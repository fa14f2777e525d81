// tests/common/mod.rs

//! Shared test utilities and helpers for integration tests.

use flate2::write::GzEncoder;
use flate2::Compression;
use std::collections::BTreeMap;
use std::path::{Path, PathBuf};
use std::sync::atomic::{AtomicUsize, Ordering};
use wheelwright::hash::sha256_hex;
use wheelwright::{Fetcher, FileFetcher, Result};

/// Builder for synthetic source artifacts: a gzip tarball with a
/// `metadata.json` document plus payload files.
pub struct TestArtifact {
    pub name: String,
    pub version: String,
    requires: Vec<String>,
    extras: BTreeMap<String, Vec<String>>,
    build_backend: Option<String>,
    files: Vec<(String, Vec<u8>)>,
}

impl TestArtifact {
    pub fn new(name: &str, version: &str) -> Self {
        Self {
            name: name.to_string(),
            version: version.to_string(),
            requires: Vec::new(),
            extras: BTreeMap::new(),
            build_backend: None,
            files: vec![(format!("{name}/__init__.py"), format!("# {name}").into_bytes())],
        }
    }

    pub fn requires(mut self, spec: &str) -> Self {
        self.requires.push(spec.to_string());
        self
    }

    pub fn extra(mut self, name: &str, specs: &[&str]) -> Self {
        self.extras
            .insert(name.to_string(), specs.iter().map(|s| s.to_string()).collect());
        self
    }

    pub fn build_backend(mut self, backend: &str) -> Self {
        self.build_backend = Some(backend.to_string());
        self
    }

    pub fn file(mut self, path: &str, content: &[u8]) -> Self {
        self.files.push((path.to_string(), content.to_vec()));
        self
    }

    /// Serialize to tar.gz bytes
    pub fn build(&self) -> Vec<u8> {
        let mut meta = serde_json::json!({
            "name": self.name,
            "version": self.version,
            "requires": self.requires,
            "extras": self.extras,
        });
        if let Some(backend) = &self.build_backend {
            meta["build_backend"] = serde_json::json!(backend);
        }
        let meta = serde_json::to_vec(&meta).unwrap();

        let encoder = GzEncoder::new(Vec::new(), Compression::default());
        let mut builder = tar::Builder::new(encoder);

        let mut add = |path: &str, content: &[u8]| {
            let mut header = tar::Header::new_gnu();
            header.set_size(content.len() as u64);
            header.set_mode(0o644);
            header.set_cksum();
            builder.append_data(&mut header, path, content).unwrap();
        };
        add("metadata.json", &meta);
        for (path, content) in &self.files {
            add(path, content);
        }

        builder.into_inner().unwrap().finish().unwrap()
    }
}

/// Builds a directory-backed package index: artifact tarballs plus an
/// `index.json` document listing them.
pub struct TestIndex {
    pub dir: PathBuf,
    name: String,
    entries: Vec<serde_json::Value>,
}

impl TestIndex {
    pub fn create(root: &Path, name: &str) -> Self {
        let dir = root.join(name);
        std::fs::create_dir_all(&dir).unwrap();
        Self {
            dir,
            name: name.to_string(),
            entries: Vec::new(),
        }
    }

    /// Add a wheel artifact for the "any" platform with a checksum
    pub fn add_wheel(&mut self, artifact: &TestArtifact) {
        self.add(artifact, "wheel", "any", true);
    }

    /// Add a source distribution for the "any" platform with a checksum
    pub fn add_sdist(&mut self, artifact: &TestArtifact) {
        self.add(artifact, "sdist", "any", true);
    }

    pub fn add(&mut self, artifact: &TestArtifact, kind: &str, platform: &str, checksum: bool) {
        let bytes = artifact.build();
        let filename = format!("{}-{}-{}.tar.gz", artifact.name, artifact.version, kind);
        std::fs::write(self.dir.join(&filename), &bytes).unwrap();

        let mut entry = serde_json::json!({
            "name": artifact.name,
            "version": artifact.version,
            "kind": kind,
            "platform": platform,
            "locator": filename,
        });
        if checksum {
            entry["sha256"] = serde_json::json!(sha256_hex(&bytes));
        }
        self.entries.push(entry);
    }

    /// Write `index.json`; call after the last add
    pub fn finish(&self) {
        let doc = serde_json::json!({
            "name": self.name,
            "artifacts": self.entries,
        });
        std::fs::write(
            self.dir.join("index.json"),
            serde_json::to_vec_pretty(&doc).unwrap(),
        )
        .unwrap();
    }
}

/// Local-file fetcher that counts how many artifacts were retrieved
pub struct CountingFetcher {
    count: AtomicUsize,
}

impl CountingFetcher {
    pub fn new() -> Self {
        Self {
            count: AtomicUsize::new(0),
        }
    }

    pub fn fetches(&self) -> usize {
        self.count.load(Ordering::SeqCst)
    }
}

impl Fetcher for CountingFetcher {
    fn fetch(&self, locator: &str) -> Result<Vec<u8>> {
        self.count.fetch_add(1, Ordering::SeqCst);
        FileFetcher.fetch(locator)
    }
}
++++++++
=== ASSIGNED TASK ===
Each of the entries above should be written out again exactly.

=== RESULT OF THE EXERCISE ===
repository fa14f2777e525d81
// tests/common/mod.rs

//! Shared test utilities and helpers for integration tests.

use flate2::write::GzEncoder;
use flate2::Compression;
use std::collections::BTreeMap;
use std::path::{Path, PathBuf};
use std::sync::atomic::{AtomicUsize, Ordering};
use wheelwright::hash::sha256_hex;
use wheelwright::{Fetcher, FileFetcher, Result};

/// Builder for synthetic source artifacts: a gzip tarball with a
/// `metadata.json` document plus payload files.
pub struct TestArtifact {
    pub name: String,
    pub version: String,
    requires: Vec<String>,
    extras: BTreeMap<String, Vec<String>>,
    build_backend: Option<String>,
    files: Vec<(String, Vec<u8>)>,
}

impl TestArtifact {
    pub fn new(name: &str, version: &str) -> Self {
        Self {
            name: name.to_string(),
            version: version.to_string(),
            requires: Vec::new(),
            extras: BTreeMap::new(),
            build_backend: None,
            files: vec![(format!("{name}/__init__.py"), format!("# {name}").into_bytes())],
        }
    }

    pub fn requires(mut self, spec: &str) -> Self {
        self.requires.push(spec.to_string());
        self
    }

    pub fn extra(mut self, name: &str, specs: &[&str]) -> Self {
        self.extras
            .insert(name.to_string(), specs.iter().map(|s| s.to_string()).collect());
        self
    }

    pub fn build_backend(mut self, backend: &str) -> Self {
        self.build_backend = Some(backend.to_string());
        self
    }

    pub fn file(mut self, path: &str, content: &[u8]) -> Self {
        self.files.push((path.to_string(), content.to_vec()));
        self
    }

    /// Serialize to tar.gz bytes
    pub fn build(&self) -> Vec<u8> {
        let mut meta = serde_json::json!({
            "name": self.name,
            "version": self.version,
            "requires": self.requires,
            "extras": self.extras,
        });
        if let Some(backend) = &self.build_backend {
            meta["build_backend"] = serde_json::json!(backend);
        }
        let meta = serde_json::to_vec(&meta).unwrap();

        let encoder = GzEncoder::new(Vec::new(), Compression::default());
        let mut builder = tar::Builder::new(encoder);

        let mut add = |path: &str, content: &[u8]| {
            let mut header = tar::Header::new_gnu();
            header.set_size(content.len() as u64);
            header.set_mode(0o644);
            header.set_cksum();
            builder.append_data(&mut header, path, content).unwrap();
        };
        add("metadata.json", &meta);
        for (path, content) in &self.files {
            add(path, content);
        }

        builder.into_inner().unwrap().finish().unwrap()
    }
}

/// Builds a directory-backed package index: artifact tarballs plus an
/// `index.json` document listing them.
pub struct TestIndex {
    pub dir: PathBuf,
    name: String,
    entries: Vec<serde_json::Value>,
}

impl TestIndex {
    pub fn create(root: &Path, name: &str) -> Self {
        let dir = root.join(name);
        std::fs::create_dir_all(&dir).unwrap();
        Self {
            dir,
            name: name.to_string(),
            entries: Vec::new(),
        }
    }

    /// Add a wheel artifact for the "any" platform with a checksum
    pub fn add_wheel(&mut self, artifact: &TestArtifact) {
        self.add(artifact, "wheel", "any", true);
    }

    /// Add a source distribution for the "any" platform with a checksum
    pub fn add_sdist(&mut self, artifact: &TestArtifact) {
        self.add(artifact, "sdist", "any", true);
    }

    pub fn add(&mut self, artifact: &TestArtifact, kind: &str, platform: &str, checksum: bool) {
        let bytes = artifact.build();
        let filename = format!("{}-{}-{}.tar.gz", artifact.name, artifact.version, kind);
        std::fs::write(self.dir.join(&filename), &bytes).unwrap();

        let mut entry = serde_json::json!({
            "name": artifact.name,
            "version": artifact.version,
            "kind": kind,
            "platform": platform,
            "locator": filename,
        });
        if checksum {
            entry["sha256"] = serde_json::json!(sha256_hex(&bytes));
        }
        self.entries.push(entry);
    }

    /// Write `index.json`; call after the last add
    pub fn finish(&self) {
        let doc = serde_json::json!({
            "name": self.name,
            "artifacts": self.entries,
        });
        std::fs::write(
            self.dir.join("index.json"),
            serde_json::to_vec_pretty(&doc).unwrap(),
        )
        .unwrap();
    }
}

/// Local-file fetcher that counts how many artifacts were retrieved
pub struct CountingFetcher {
    count: AtomicUsize,
}

impl CountingFetcher {
    pub fn new() -> Self {
        Self {
            count: AtomicUsize::new(0),
        }
    }

    pub fn fetches(&self) -> usize {
        self.count.load(Ordering::SeqCst)
    }
}

impl Fetcher for CountingFetcher {
    fn fetch(&self, locator: &str) -> Result<Vec<u8>> {
        self.count.fetch_add(1, Ordering::SeqCst);
        FileFetcher.fetch(locator)
    }
}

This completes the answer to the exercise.